Data for this task Block Start

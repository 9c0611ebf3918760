//! # Pulse CLI Module
//!
//! This module implements the CLI interface for Pulse.
//!
//! ## Available Commands
//!
//! - `compute` - Compute a project pulse and write a snapshot
//! - `directive` - Print only the extraction directive prompt
//! - `velocity` - Report signal velocity from event timestamps
//! - `config` - Print or validate the effective configuration

mod commands;

use clap::{Parser, Subcommand};
use pulse_core::{DEFAULT_WINDOW_DAYS, PulseError};
use std::path::PathBuf;

pub use commands::*;

// =============================================================================
// CLI STRUCTURE
// =============================================================================

/// Pulse - deterministic project health
///
/// Scores extracted entities against stage targets, classifies the project
/// stage and tells the extraction pipeline what to look for next.
#[derive(Parser, Debug)]
#[command(name = "pulse")]
#[command(version, about, long_about = None)]
pub struct Cli {
    /// Enable verbose output
    #[arg(short, long, global = true)]
    pub verbose: bool,

    /// Suppress banner output
    #[arg(short, long, global = true)]
    pub quiet: bool,

    /// Output in JSON format (for programmatic access)
    #[arg(long, global = true)]
    pub json_mode: bool,

    /// Path to a TOML or JSON config file (built-in defaults otherwise)
    #[arg(short, long, global = true)]
    pub config: Option<PathBuf>,

    /// Subcommand to execute
    #[command(subcommand)]
    pub command: Option<Commands>,
}

/// Available CLI commands.
#[derive(Subcommand, Debug)]
pub enum Commands {
    /// Compute a project pulse
    Compute {
        /// Path to the project input (JSON)
        #[arg(short, long)]
        input: PathBuf,

        /// Path to signal event timestamps (JSON array)
        #[arg(short, long)]
        events: Option<PathBuf>,

        /// Trailing velocity window in days
        #[arg(short, long, default_value_t = DEFAULT_WINDOW_DAYS, value_parser = clap::value_parser!(u32).range(1..=365))]
        window_days: u32,

        /// Directory to write the pulse snapshot into
        #[arg(short, long)]
        snapshot_dir: Option<PathBuf>,

        /// What caused this computation (recorded in the snapshot key)
        #[arg(short, long, default_value = "manual")]
        trigger: String,

        /// Project id, overriding the one in the input
        #[arg(short, long)]
        project: Option<String>,
    },

    /// Print the extraction directive prompt
    Directive {
        /// Path to the project input (JSON)
        #[arg(short, long)]
        input: PathBuf,

        /// Path to signal event timestamps (JSON array)
        #[arg(short, long)]
        events: Option<PathBuf>,

        /// Trailing velocity window in days
        #[arg(short, long, default_value_t = DEFAULT_WINDOW_DAYS, value_parser = clap::value_parser!(u32).range(1..=365))]
        window_days: u32,
    },

    /// Report signal velocity
    Velocity {
        /// Path to signal event timestamps (JSON array)
        #[arg(short, long)]
        events: PathBuf,

        /// Trailing velocity window in days
        #[arg(short, long, default_value_t = DEFAULT_WINDOW_DAYS, value_parser = clap::value_parser!(u32).range(1..=365))]
        window_days: u32,
    },

    /// Print the effective configuration as TOML
    Config {
        /// Only validate the config file and report the result
        #[arg(long)]
        check: bool,
    },
}

// =============================================================================
// COMMAND EXECUTION
// =============================================================================

/// Execute the CLI with parsed arguments.
pub async fn execute(cli: Cli) -> Result<(), PulseError> {
    let json_mode = cli.json_mode;
    let config = cli.config.as_deref();

    match cli.command {
        Some(Commands::Compute {
            input,
            events,
            window_days,
            snapshot_dir,
            trigger,
            project,
        }) => {
            cmd_compute(
                config,
                json_mode,
                cli.verbose,
                &input,
                events,
                window_days,
                snapshot_dir,
                &trigger,
                project,
            )
            .await
        }
        Some(Commands::Directive {
            input,
            events,
            window_days,
        }) => cmd_directive(config, json_mode, &input, events, window_days).await,
        Some(Commands::Velocity {
            events,
            window_days,
        }) => cmd_velocity(json_mode, &events, window_days).await,
        Some(Commands::Config { check }) => cmd_config(config, json_mode, check).await,
        None => {
            // No subcommand - validate the effective config by default
            cmd_config(config, json_mode, true).await
        }
    }
}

Data for this task Block End

[Exercise]: Write the material out once more, exactly as it reads.

[Output]:
repository 9c0611ebf3918760
//! # Pulse CLI Module
//!
//! This module implements the CLI interface for Pulse.
//!
//! ## Available Commands
//!
//! - `compute` - Compute a project pulse and write a snapshot
//! - `directive` - Print only the extraction directive prompt
//! - `velocity` - Report signal velocity from event timestamps
//! - `config` - Print or validate the effective configuration

mod commands;

use clap::{Parser, Subcommand};
use pulse_core::{DEFAULT_WINDOW_DAYS, PulseError};
use std::path::PathBuf;

pub use commands::*;

// =============================================================================
// CLI STRUCTURE
// =============================================================================

/// Pulse - deterministic project health
///
/// Scores extracted entities against stage targets, classifies the project
/// stage and tells the extraction pipeline what to look for next.
#[derive(Parser, Debug)]
#[command(name = "pulse")]
#[command(version, about, long_about = None)]
pub struct Cli {
    /// Enable verbose output
    #[arg(short, long, global = true)]
    pub verbose: bool,

    /// Suppress banner output
    #[arg(short, long, global = true)]
    pub quiet: bool,

    /// Output in JSON format (for programmatic access)
    #[arg(long, global = true)]
    pub json_mode: bool,

    /// Path to a TOML or JSON config file (built-in defaults otherwise)
    #[arg(short, long, global = true)]
    pub config: Option<PathBuf>,

    /// Subcommand to execute
    #[command(subcommand)]
    pub command: Option<Commands>,
}

/// Available CLI commands.
#[derive(Subcommand, Debug)]
pub enum Commands {
    /// Compute a project pulse
    Compute {
        /// Path to the project input (JSON)
        #[arg(short, long)]
        input: PathBuf,

        /// Path to signal event timestamps (JSON array)
        #[arg(short, long)]
        events: Option<PathBuf>,

        /// Trailing velocity window in days
        #[arg(short, long, default_value_t = DEFAULT_WINDOW_DAYS, value_parser = clap::value_parser!(u32).range(1..=365))]
        window_days: u32,

        /// Directory to write the pulse snapshot into
        #[arg(short, long)]
        snapshot_dir: Option<PathBuf>,

        /// What caused this computation (recorded in the snapshot key)
        #[arg(short, long, default_value = "manual")]
        trigger: String,

        /// Project id, overriding the one in the input
        #[arg(short, long)]
        project: Option<String>,
    },

    /// Print the extraction directive prompt
    Directive {
        /// Path to the project input (JSON)
        #[arg(short, long)]
        input: PathBuf,

        /// Path to signal event timestamps (JSON array)
        #[arg(short, long)]
        events: Option<PathBuf>,

        /// Trailing velocity window in days
        #[arg(short, long, default_value_t = DEFAULT_WINDOW_DAYS, value_parser = clap::value_parser!(u32).range(1..=365))]
        window_days: u32,
    },

    /// Report signal velocity
    Velocity {
        /// Path to signal event timestamps (JSON array)
        #[arg(short, long)]
        events: PathBuf,

        /// Trailing velocity window in days
        #[arg(short, long, default_value_t = DEFAULT_WINDOW_DAYS, value_parser = clap::value_parser!(u32).range(1..=365))]
        window_days: u32,
    },

    /// Print the effective configuration as TOML
    Config {
        /// Only validate the config file and report the result
        #[arg(long)]
        check: bool,
    },
}

// =============================================================================
// COMMAND EXECUTION
// =============================================================================

/// Execute the CLI with parsed arguments.
pub async fn execute(cli: Cli) -> Result<(), PulseError> {
    let json_mode = cli.json_mode;
    let config = cli.config.as_deref();

    match cli.command {
        Some(Commands::Compute {
            input,
            events,
            window_days,
            snapshot_dir,
            trigger,
            project,
        }) => {
            cmd_compute(
                config,
                json_mode,
                cli.verbose,
                &input,
                events,
                window_days,
                snapshot_dir,
                &trigger,
                project,
            )
            .await
        }
        Some(Commands::Directive {
            input,
            events,
            window_days,
        }) => cmd_directive(config, json_mode, &input, events, window_days).await,
        Some(Commands::Velocity {
            events,
            window_days,
        }) => cmd_velocity(json_mode, &events, window_days).await,
        Some(Commands::Config { check }) => cmd_config(config, json_mode, check).await,
        None => {
            // No subcommand - validate the effective config by default
            cmd_config(config, json_mode, true).await
        }
    }
}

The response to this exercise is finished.